The organization's web site was used to publish time critical announcements to the organization's customers and other interested parties. The web site was run from the organization's data center, protected by a firewall and router using a T1 link to a major ISP. As the web site grew in popularity and importance, however, it started to fail. One month the server crashed under the load, another month, their ISP went down for several hours, two months later, the firewall crashed.

Networking Unlimited, Inc. was called in by the IS Director to take an overall look at the situation and provide recommendations for avoiding future problems.

Technical Approach

The web site was a typical small web server running Windows NT on quality, dual processor servers with a backend Windows NT based database server providing much of the content (using Cold Fusion). Cold standby redundancy was provided by a duplicate set of servers and hardware. The web server connected to the Internet through a firewall and a router, with a dedicated T1 link provided by an ISP. As is typical of many systems which have grown up quickly without taking the time to rethink the design, the architecture of the site was a mixture of high quality and unnecessary weakness.

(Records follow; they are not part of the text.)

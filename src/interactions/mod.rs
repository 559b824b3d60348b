//! User-article interaction log.
//!
//! One record per click event; duplicates are kept. The log derives everything
//! the engine needs from history: a user's distinct seen set, the raw click
//! count (duplicates included, matching the auto-routing policy), and the
//! known-article universe. Seen and unseen always partition the universe.


use std::collections::{BTreeSet, HashMap};

use serde::{Deserialize, Serialize};

pub type UserId = u64;
pub type ArticleId = u64;

/// A single click event.
#[derive(Debug, Clone, Copy, PartialEq, Eq, Serialize, Deserialize)]
pub struct Interaction {
    pub user_id: UserId,
    pub article_id: ArticleId,
}

/// In-memory interaction table, indexed by user.
///
/// Read-only once loaded; the engine never mutates it during a request.
#[derive(Debug, Clone, Default)]
pub struct InteractionLog {
    clicks: HashMap<UserId, Vec<ArticleId>>,
    articles: BTreeSet<ArticleId>,
    event_count: usize,
}

impl InteractionLog {
    pub fn new() -> Self {
        Self::default()
    }

    pub fn from_records(records: impl IntoIterator<Item = Interaction>) -> Self {
        let mut log = Self::new();
        for record in records {
            log.record(record.user_id, record.article_id);
        }
        log
    }

    pub fn record(&mut self, user_id: UserId, article_id: ArticleId) {
        self.clicks.entry(user_id).or_default().push(article_id);
        self.articles.insert(article_id);
        self.event_count += 1;
    }

    /// Number of click events recorded for `user_id`, duplicates included.
    pub fn click_count(&self, user_id: UserId) -> usize {
        self.clicks.get(&user_id).map_or(0, Vec::len)
    }

    /// Distinct article ids the user has interacted with.
    pub fn seen(&self, user_id: UserId) -> BTreeSet<ArticleId> {
        self.clicks
            .get(&user_id)
            .map(|clicked| clicked.iter().copied().collect())
            .unwrap_or_default()
    }

    /// Every article id that appears in at least one interaction, ascending.
    pub fn articles(&self) -> &BTreeSet<ArticleId> {
        &self.articles
    }

    /// Universe minus the user's seen set, in ascending article-id order.
    ///
    /// The fixed ordering is what makes downstream rankings deterministic:
    /// stable sorts over this list break score ties by ascending article id.
    pub fn unseen(&self, user_id: UserId) -> Vec<ArticleId> {
        let seen = self.seen(user_id);
        self.articles
            .iter()
            .copied()
            .filter(|article_id| !seen.contains(article_id))
            .collect()
    }

    pub fn user_count(&self) -> usize {
        self.clicks.len()
    }

    pub fn article_count(&self) -> usize {
        self.articles.len()
    }

    pub fn event_count(&self) -> usize {
        self.event_count
    }

    pub fn is_empty(&self) -> bool {
        self.event_count == 0
    }
}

The NT servers had already been worked on by a Windows consulting firm, and the cause of the NT crash was well understood. However, while the Windows consulting firm knew how to tune NT servers, their understanding of networking was deficient, and a number of misleading conclusions in their final report were pointed out by Networking Unlimited, Inc. to the client. In particular, the stress testing performed by them, while better than that previously done by the client, still did not stress many aspects of the server and network. This is unfortunate, because if they had tested the number of simultaneous connections in addition to testing the speed of serving content to a few dozen simulated users, they should have been able to detect the inability of the firewall as configured to handle a very large number of partially open TCP connection attempts and prevented the firewall crash which later occurred when the firewall ran out of memory and died during a peak traffic period.

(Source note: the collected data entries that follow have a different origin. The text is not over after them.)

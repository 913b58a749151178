use crate::bodies::BodyId;
use crate::core::track::Wall;
use bitflags::bitflags;
use std::collections::VecDeque;

bitflags! {
    /// What happened during a single step
    #[derive(Debug, Clone, Copy, PartialEq, Eq, Hash)]
    #[cfg_attr(feature = "serialize", derive(serde::Serialize, serde::Deserialize))]
    pub struct StepFlags: u32 {
        /// The two bodies collided and their velocities were exchanged
        const BODY_COLLISION = 0x01;

        /// The bodies interpenetrated and were pushed apart
        const OVERLAP_CORRECTED = 0x02;

        /// A body bounced off the left wall
        const LEFT_WALL = 0x04;

        /// A body bounced off the right wall
        const RIGHT_WALL = 0x08;
    }
}

impl StepFlags {
    /// The flag raised by a bounce off `wall`
    pub fn for_wall(wall: Wall) -> Self {
        match wall {
            Wall::Left => StepFlags::LEFT_WALL,
            Wall::Right => StepFlags::RIGHT_WALL,
        }
    }
}

/// A resolved collision between the two bodies
#[derive(Debug, Clone, Copy, PartialEq)]
pub struct CollisionEvent {
    /// Running number of this collision within the run, starting at 1
    pub number: u32,

    /// Center distance when the contact was detected
    pub distance: f32,

    /// Closing velocity when the contact was detected
    pub closing_velocity: f32,

    /// Track velocities of both bodies before the collision
    pub velocities_before: [f32; 2],

    /// Track velocities of both bodies after the collision
    pub velocities_after: [f32; 2],
}

/// A bounce of one body off a wall
#[derive(Debug, Clone, Copy, PartialEq)]
pub struct WallEvent {
    /// The body that bounced
    pub body: BodyId,

    /// The wall it bounced off
    pub wall: Wall,

    /// Track velocity before the bounce
    pub velocity_before: f32,

    /// Track velocity after the bounce
    pub velocity_after: f32,
}

/// Events raised during the most recent step
#[derive(Debug, Default)]
pub struct EventQueue {
    /// Collision events
    collision_events: VecDeque<CollisionEvent>,

    /// Wall events
    wall_events: VecDeque<WallEvent>,
}

impl EventQueue {
    /// Creates a new empty event queue
    pub fn new() -> Self {
        Self {
            collision_events: VecDeque::new(),
            wall_events: VecDeque::new(),
        }
    }

    /// Adds a collision event to the queue
    pub fn add_collision_event(&mut self, event: CollisionEvent) {
        self.collision_events.push_back(event);
    }

    /// Adds a wall event to the queue
    pub fn add_wall_event(&mut self, event: WallEvent) {
        self.wall_events.push_back(event);
    }

    /// Iterates over the queued collision events
    pub fn collision_events(&self) -> impl Iterator<Item = &CollisionEvent> {
        self.collision_events.iter()
    }

    /// Iterates over the queued wall events
    pub fn wall_events(&self) -> impl Iterator<Item = &WallEvent> {
        self.wall_events.iter()
    }

    /// Returns whether the queue is empty
    pub fn is_empty(&self) -> bool {
        self.collision_events.is_empty() && self.wall_events.is_empty()
    }

    /// Clears all events from the queue
    pub fn clear(&mut self) {
        self.collision_events.clear();
        self.wall_events.clear();
    }

    /// Gets all wall events involving a specific body
    pub fn get_wall_events_for_body(&self, body: BodyId) -> Vec<&WallEvent> {
        self.wall_events
            .iter()
            .filter(|e| e.body == body)
            .collect()
    }
}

The ISP crash was a random event and had nothing to do with the site or its extremely cyclical traffic patterns. However, it did provide a graphic example of the need to provide redundancy at all levels of the operation in subsequent discussions with management.

The most important finding of the Networking Unlimited, Inc. investigation was not the causes of the various crashes, or even how to prevent them, but rather was the first consistent overall look at how the site was designed and how the various factions and departments responsible for its operation could work together more to enhance the reliability and quality of the product.

Bottom Line Results

In addition to informal discussions with operating personnel and various managers responsible for different pieces of the web site, an extended written report was provided which covered topics ranging from why the different crashes had occurred to an analysis of the effectiveness of various approaches to providing redundant operations of the site, ranging from business as usual (doing nothing to provide automatic recovery from failures) to establishing a parallel site at a distant location and letting the Domain Name servers handle failure recovery.

Armed with a better understanding of what they already had, and a clear picture of the alternatives available to them, MIS management was in a position to make a cost effective decision of how to upgrade their web site rather than simply reacting to each problem as it occurred.